At this point, your next door neighbor comes out and he’s red faced and angry and he’s wielding a Pitchfork and he’s ready to go to war. And this is of course Mars, the next planet in the solar system and the God of war.
Are you going to keep the peace? Along comes Jupiter, the giant wearing shiny shoulder pauldrons and carrying a big shield and a big sword. And standing in stark contrast to his regal and godlike armor, he’s wearing this really tacky tourist t-shirt. And emblazoned across the chest of his t-shirts, three letters- S, U and N, which of course spell Sun, but it’s also the letters for the next three planets in our solar system: Saturn, Uranus and Neptune.
And up on Jupiter’s shoulder is sitting Mickey Mouse’s, his best mate, the cartoon dog, Pluto.
And of course some of you may be thinking yourself, hang on, Pluto’s not a planet. Well, this is my memory story, so suck it up.
Okay, so now everyone open your eyes and I want you to see if you can offer up yourselves the order of the planets. But I don’t just want to see if you can do it forwards, I want you to see if you can do it backwards.
Because it’s one thing to know something well enough that you can go through it in the sequence that was presented to you. It’s another thing altogether to know it well enough to go backwards.
Now if you can do this, and I suspect that most of you can, well done! You’ve just learned in just over a minute a list, which had you tried to learn the old fashioned way of just repeating it to yourself would have elicited groans of resentment from you. I’m sure if I just said, all right, we’re just going to repeat this and repeat this.
And what’s more, it would have taken you substantially longer. So using a technique that you’ve had previously, no experience with, you’ve now outperformed yourselves using the rote learning methods that you spent 12 years perfecting at school.
How’s that for an idea worth spreading?
What’s more the experience is one that’s fun; it’s full of energy. And I imagine that each of you would have had very different mental stories. If I would to ask you for particular details, some of you would have maybe emphasized Venus in her nakedness, others, maybe other aspects.
And if in fact if you’d come up with your own images for the planets, they would have been completely different, once again.
Now a little practice with these techniques and it becomes clear that these techniques can really transform our relationship to learning. So my coach was mentioned before, Tansel Ali, he used his techniques to teach himself six months of Chinese in only three weeks.

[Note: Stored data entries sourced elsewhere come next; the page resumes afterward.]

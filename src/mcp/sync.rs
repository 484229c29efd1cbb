//! Pull server definitions from the hosted catalog into the canonical
//! config. The merge is additive: catalog entries missing locally are
//! added, existing local entries are never overwritten or deleted.

use std::path::Path;
use std::time::Duration;

use crate::errors::DoctorError;

use super::config::McpConfig;

#[derive(Debug, Clone)]
pub struct SyncOutcome {
    pub added: Vec<String>,
    pub unchanged: usize,
    pub total: usize,
}

#[tracing::instrument(name = "Sync MCP catalog", skip(config_path))]
pub async fn sync_from_catalog(
    config_path: &Path,
    catalog_url: &str,
) -> Result<SyncOutcome, DoctorError> {
    let client = reqwest::Client::builder()
        .timeout(Duration::from_secs(10))
        .build()?;
    let catalog: McpConfig = client
        .get(catalog_url)
        .send()
        .await?
        .error_for_status()?
        .json()
        .await?;

    let mut local = McpConfig::load_or_default(config_path)?;
    let outcome = merge_catalog(&mut local, catalog);
    local.save(config_path)?;

    tracing::info!(
        added = outcome.added.len(),
        total = outcome.total,
        "catalog sync complete"
    );
    Ok(outcome)
}

fn merge_catalog(local: &mut McpConfig, catalog: McpConfig) -> SyncOutcome {
    let mut added = Vec::new();
    let mut unchanged = 0;

    for (name, spec) in catalog.servers {
        if local.servers.contains_key(&name) {
            unchanged += 1;
        } else {
            local.servers.insert(name.clone(), spec);
            added.push(name);
        }
    }

    SyncOutcome {
        added,
        unchanged,
        total: local.servers.len(),
    }
}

Now, how would your relationship to learning change if all the things that you ever want to learn but never thought you could, suddenly became possible?
You could learn a language in weeks instead of years.
Now, given the criticisms that we level at our schools today, that they kill creativity, that based as they are on an industrial model, they are insensitive to the differences between our kids, the different interests and aptitudes. That they do nothing to inspire in our kids a love of learning and very rarely even the capacity to learn.
I think that it’s time for the art of memory to make a return to our classrooms. And of course learning is not just about memorizing. Of course, it’s not. It’s about being able to retrieve information to critically assess it, to analyze it, to synthesize it.
But none of these things can occur unless you have that information at your fingertips. And unless you can see how it fits into a bigger picture. And that can’t be done unless that information is stored in your memory.
And so, given that this is the case, I think that these techniques, which have for so long been a cornerstone of education, should make return for our classrooms.